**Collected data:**
•••••

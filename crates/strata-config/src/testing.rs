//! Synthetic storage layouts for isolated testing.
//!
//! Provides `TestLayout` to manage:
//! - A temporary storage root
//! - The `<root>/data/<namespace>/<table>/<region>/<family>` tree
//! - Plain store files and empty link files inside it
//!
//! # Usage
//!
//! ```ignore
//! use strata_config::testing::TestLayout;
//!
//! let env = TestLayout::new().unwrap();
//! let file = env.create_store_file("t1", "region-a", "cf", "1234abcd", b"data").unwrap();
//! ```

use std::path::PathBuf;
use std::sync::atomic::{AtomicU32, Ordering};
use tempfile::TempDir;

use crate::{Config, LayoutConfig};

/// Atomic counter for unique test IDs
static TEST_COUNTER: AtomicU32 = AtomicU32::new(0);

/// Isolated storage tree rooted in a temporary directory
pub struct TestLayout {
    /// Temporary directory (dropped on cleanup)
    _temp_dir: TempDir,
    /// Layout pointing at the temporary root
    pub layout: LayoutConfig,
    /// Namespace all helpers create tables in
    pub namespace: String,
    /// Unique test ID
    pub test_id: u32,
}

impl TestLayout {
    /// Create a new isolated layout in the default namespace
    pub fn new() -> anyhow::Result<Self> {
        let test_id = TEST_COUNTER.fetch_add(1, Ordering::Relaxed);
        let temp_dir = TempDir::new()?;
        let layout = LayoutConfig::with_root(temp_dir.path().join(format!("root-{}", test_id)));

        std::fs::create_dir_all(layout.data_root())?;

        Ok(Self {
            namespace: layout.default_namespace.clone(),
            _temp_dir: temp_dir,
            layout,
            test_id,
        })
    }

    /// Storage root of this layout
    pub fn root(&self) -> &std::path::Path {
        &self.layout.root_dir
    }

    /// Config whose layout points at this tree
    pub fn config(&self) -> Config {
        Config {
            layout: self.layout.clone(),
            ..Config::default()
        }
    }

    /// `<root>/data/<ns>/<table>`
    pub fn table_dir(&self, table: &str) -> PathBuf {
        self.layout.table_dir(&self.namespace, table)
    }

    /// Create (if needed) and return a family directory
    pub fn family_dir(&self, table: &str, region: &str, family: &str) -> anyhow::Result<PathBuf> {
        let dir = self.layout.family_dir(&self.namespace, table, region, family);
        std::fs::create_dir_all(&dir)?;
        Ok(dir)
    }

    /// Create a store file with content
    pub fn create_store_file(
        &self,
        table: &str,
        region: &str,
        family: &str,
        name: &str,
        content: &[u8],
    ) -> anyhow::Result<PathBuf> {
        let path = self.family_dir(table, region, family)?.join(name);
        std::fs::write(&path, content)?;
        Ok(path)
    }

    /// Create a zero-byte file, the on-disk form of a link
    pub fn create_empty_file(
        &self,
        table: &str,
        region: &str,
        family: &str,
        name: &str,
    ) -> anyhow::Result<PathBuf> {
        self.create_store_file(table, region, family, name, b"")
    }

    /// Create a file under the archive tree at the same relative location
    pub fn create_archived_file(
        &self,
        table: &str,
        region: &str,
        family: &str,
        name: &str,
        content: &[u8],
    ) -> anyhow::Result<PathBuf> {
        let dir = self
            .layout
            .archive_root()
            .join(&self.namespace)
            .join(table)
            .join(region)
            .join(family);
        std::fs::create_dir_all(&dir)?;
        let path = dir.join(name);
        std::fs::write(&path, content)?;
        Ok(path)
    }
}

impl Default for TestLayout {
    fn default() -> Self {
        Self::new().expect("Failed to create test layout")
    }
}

•••••

Gather and copy every line of the data in which the string "testing" is found.

**Response to the exercise:**
filename crates/strata-config/src/testing.rs
//! Synthetic storage layouts for isolated testing.
//! use strata_config::testing::TestLayout;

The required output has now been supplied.